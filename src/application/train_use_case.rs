// ============================================================
// Layer 2 — TrainUseCase
// ============================================================
// Orchestrates a cross-validated training run in order:
//
//   Step 1: Validate the run configuration      (Layer 2)
//   Step 2: Create the run directory            (Layer 6 - infra)
//   Step 3: Save config.json / config.txt       (Layer 6 - infra)
//   Step 4: Compose one FoldSplit per fold      (Layer 4 - data)
//   Step 5: Pick the compute backend            (Layer 5 - ml)
//   Step 6: Run every fold, writing summaries   (Layer 2)
//
// Nothing is trained if steps 1-4 fail.

use anyhow::Result;
use serde::{Deserialize, Serialize};
use std::path::PathBuf;

use burn::{
    backend::{ndarray::NdArrayDevice, wgpu::WgpuDevice, Autodiff, NdArray, Wgpu},
    tensor::backend::AutodiffBackend,
};

use crate::application::orchestrator::{RunOrchestrator, RunSummary};
use crate::data::augment::AugmentConfig;
use crate::data::catalog::DatasetCatalog;
use crate::data::composer::{ComposeOptions, DatasetComposer};
use crate::domain::error::TrainError;
use crate::domain::options::{
    DatasetSelection, DeviceKind, LossKind, OptimizerKind, PredictionKind, SchedulerKind,
};
use crate::domain::sample::FoldSplit;
use crate::infra::checkpoint::CheckpointManager;
use crate::infra::run_store::RunDirectory;
use crate::ml::criterion::Criterion;
use crate::ml::model::Backbone;
use crate::ml::trainer::open_fold_session;

pub const DEFAULT_FOLD_SEED: u64 = 41;

// ─── Run Configuration ───────────────────────────────────────────────────────
// Every tunable of a run, with string flags already resolved to
// enums. Saved to the run directory before the first fold starts
// and never changed afterwards.
#[derive(Debug, Clone, PartialEq, Serialize, Deserialize)]
pub struct RunConfig {
    pub name:              String,
    pub output_dir:        PathBuf,
    pub arch:              Backbone,
    pub dropout:           f64,
    pub loss:              LossKind,
    pub reg_coef:          f64,
    pub cls_coef:          f64,
    pub prediction:        PredictionKind,
    pub epochs:            usize,
    pub batch_size:        usize,
    pub img_size:          u32,
    pub input_size:        u32,
    pub optimizer:         OptimizerKind,
    pub lr:                f64,
    pub min_lr:            f64,
    pub momentum:          f64,
    pub weight_decay:      f64,
    pub nesterov:          bool,
    pub scheduler:         SchedulerKind,
    pub factor:            f64,
    pub patience:          usize,
    pub augment:           AugmentConfig,
    pub datasets:          DatasetSelection,
    pub cv:                bool,
    pub n_splits:          usize,
    pub fold_seed:         u64,
    pub remove_duplicates: bool,
    pub pseudo_labels:     Option<String>,
    pub pretrained:        Option<String>,
    pub device:            DeviceKind,
    pub catalog:           Option<PathBuf>,
}

impl Default for RunConfig {
    fn default() -> Self {
        let arch     = Backbone::CnnSmall;
        let datasets = DatasetSelection::default();
        Self {
            name:              Self::default_name(arch, &datasets),
            output_dir:        PathBuf::from("models"),
            arch,
            dropout:           0.0,
            loss:              LossKind::CrossEntropy,
            reg_coef:          1.0,
            cls_coef:          0.1,
            prediction:        PredictionKind::Classification,
            epochs:            30,
            batch_size:        32,
            img_size:          288,
            input_size:        256,
            optimizer:         OptimizerKind::Sgd,
            lr:                1e-3,
            min_lr:            1e-5,
            momentum:          0.9,
            weight_decay:      1e-4,
            nesterov:          false,
            scheduler:         SchedulerKind::CosineAnnealing,
            factor:            0.5,
            patience:          5,
            augment:           AugmentConfig::default(),
            datasets,
            cv:                true,
            n_splits:          5,
            fold_seed:         DEFAULT_FOLD_SEED,
            remove_duplicates: false,
            pseudo_labels:     None,
            pretrained:        None,
            device:            DeviceKind::Wgpu,
            catalog:           None,
        }
    }
}

impl RunConfig {
    /// Run name used when none is given, e.g. `gcn_cnn_small_aptos2019`.
    pub fn default_name(arch: Backbone, datasets: &DatasetSelection) -> String {
        format!("gcn_{arch}_{}", datasets.slug())
    }

    pub fn run_dir(&self) -> PathBuf {
        self.output_dir.join(&self.name)
    }

    pub fn num_outputs(&self) -> usize {
        self.prediction.num_outputs()
    }

    pub fn criterion(&self) -> Criterion {
        Criterion::from_kind(self.loss, self.reg_coef, self.cls_coef)
    }

    pub fn compose_options(&self) -> ComposeOptions {
        ComposeOptions {
            n_splits:          self.n_splits,
            seed:              self.fold_seed,
            img_size:          self.img_size,
            remove_duplicates: self.remove_duplicates,
            pseudo_labels:     self.pseudo_labels.clone(),
        }
    }

    /// Cross-field checks. Every failure is a configuration error.
    pub fn validate(&self) -> Result<(), TrainError> {
        if self.name.trim().is_empty() {
            return Err(TrainError::config("run name must not be empty"));
        }
        self.prediction.check_loss(self.loss)?;
        if self.epochs == 0 {
            return Err(TrainError::config("epochs must be at least 1"));
        }
        if self.batch_size == 0 {
            return Err(TrainError::config("batch size must be at least 1"));
        }
        if self.n_splits < 2 {
            return Err(TrainError::config(format!("need at least 2 folds, got {}", self.n_splits)));
        }
        if self.input_size == 0 || self.input_size > self.img_size {
            return Err(TrainError::config(format!(
                "input size {} must be within 1..={}",
                self.input_size, self.img_size
            )));
        }
        if !(0.0..1.0).contains(&self.dropout) {
            return Err(TrainError::config(format!("dropout {} must be within 0..1", self.dropout)));
        }
        if self.pretrained.as_deref() == Some(self.name.as_str()) {
            return Err(TrainError::config("a run cannot be pretrained from itself"));
        }
        self.augment.validate()
    }
}

// ─── TrainUseCase ─────────────────────────────────────────────────────────────
pub struct TrainUseCase {
    config: RunConfig,
}

impl TrainUseCase {
    pub fn new(config: RunConfig) -> Self {
        Self { config }
    }

    /// Execute the run end to end and return both summary tables.
    pub fn execute(&self) -> Result<RunSummary> {
        let cfg = &self.config;

        // ── Step 1: Fail fast on bad combinations ────────────────────────────
        cfg.validate()?;

        // ── Steps 2-3: Run directory and config snapshot ─────────────────────
        let run = RunDirectory::create(cfg.run_dir())?;
        CheckpointManager::new(run.dir()).save_config(cfg)?;
        tracing::info!("Run '{}' in '{}'", cfg.name, run.dir().display());

        // ── Step 4: Fold splits ──────────────────────────────────────────────
        let catalog = match &cfg.catalog {
            Some(path) => DatasetCatalog::load(path)?,
            None       => DatasetCatalog::default(),
        };
        let splits = DatasetComposer::new(&catalog).compose(&cfg.datasets, &cfg.compose_options())?;

        // ── Steps 5-6: Backend and folds ─────────────────────────────────────
        match cfg.device {
            DeviceKind::Wgpu => {
                let device = WgpuDevice::default();
                tracing::info!("Using WGPU device: {:?}", device);
                self.run_folds::<Autodiff<Wgpu>>(&run, &splits, device)
            }
            DeviceKind::Cpu => {
                tracing::info!("Using CPU (ndarray) backend");
                self.run_folds::<Autodiff<NdArray>>(&run, &splits, NdArrayDevice::Cpu)
            }
        }
    }

    fn run_folds<B: AutodiffBackend>(
        &self,
        run:    &RunDirectory,
        splits: &[FoldSplit],
        device: B::Device,
    ) -> Result<RunSummary> {
        let cfg = &self.config;
        RunOrchestrator::new(run, cfg.epochs, cfg.cv)
            .run(splits, |fold, split| open_fold_session::<B>(cfg, fold, split, &device))
    }
}

#[cfg(test)]
mod tests {
    use super::*;

    #[test]
    fn test_defaults() {
        let cfg = RunConfig::default();
        assert_eq!(cfg.name, "gcn_cnn_small_aptos2019+diabetic_retinopathy");
        assert_eq!(cfg.fold_seed, 41);
        assert_eq!(cfg.num_outputs(), 5);
        assert_eq!(cfg.run_dir(), PathBuf::from("models/gcn_cnn_small_aptos2019+diabetic_retinopathy"));
        assert!(cfg.validate().is_ok());
    }

    #[test]
    fn test_mismatched_loss_rejected() {
        let cfg = RunConfig { loss: LossKind::Mse, ..RunConfig::default() };
        assert!(matches!(cfg.validate(), Err(TrainError::Configuration(_))));

        let cfg = RunConfig {
            loss: LossKind::Multitask,
            prediction: PredictionKind::Multitask,
            ..RunConfig::default()
        };
        assert!(cfg.validate().is_ok());
        assert_eq!(cfg.num_outputs(), 6);
        assert_eq!(cfg.criterion(), Criterion::Multitask { reg_coef: 1.0, cls_coef: 0.1 });
    }

    #[test]
    fn test_bad_sizes_rejected() {
        for cfg in [
            RunConfig { input_size: 300, ..RunConfig::default() },
            RunConfig { n_splits: 1, ..RunConfig::default() },
            RunConfig { epochs: 0, ..RunConfig::default() },
            RunConfig { dropout: 1.0, ..RunConfig::default() },
        ] {
            assert!(cfg.validate().is_err(), "{cfg:?}");
        }
    }

    #[test]
    fn test_config_survives_json() {
        let cfg = RunConfig {
            datasets: " diabetic_retinopathy ".parse().unwrap(),
            pseudo_labels: Some("probs_v1".to_string()),
            ..RunConfig::default()
        };
        let json = serde_json::to_string(&cfg).unwrap();
        assert!(json.contains("\"datasets\":\"diabetic_retinopathy\""));
        assert_eq!(serde_json::from_str::<RunConfig>(&json).unwrap(), cfg);
    }

    #[test]
    fn test_missing_tables_stop_before_training() {
        let dir = tempfile::tempdir().unwrap();
        let cfg = RunConfig {
            output_dir: dir.path().to_path_buf(),
            device:     DeviceKind::Cpu,
            catalog:    None,
            ..RunConfig::default()
        };
        let err = TrainUseCase::new(cfg.clone()).execute().unwrap_err();
        assert!(err.to_string().contains("train.csv"));
        // config snapshot is written before data is read
        assert!(cfg.run_dir().join("config.json").exists());
        assert!(!cfg.run_dir().join("results.csv").exists());
    }
}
※ ※ ※
EXERCISE OBJECTIVE:
The answer must consist of every line in the records above that contains the word "application".

THE ANSWER:
filename src/application/train_use_case.rs
use crate::application::orchestrator::{RunOrchestrator, RunSummary};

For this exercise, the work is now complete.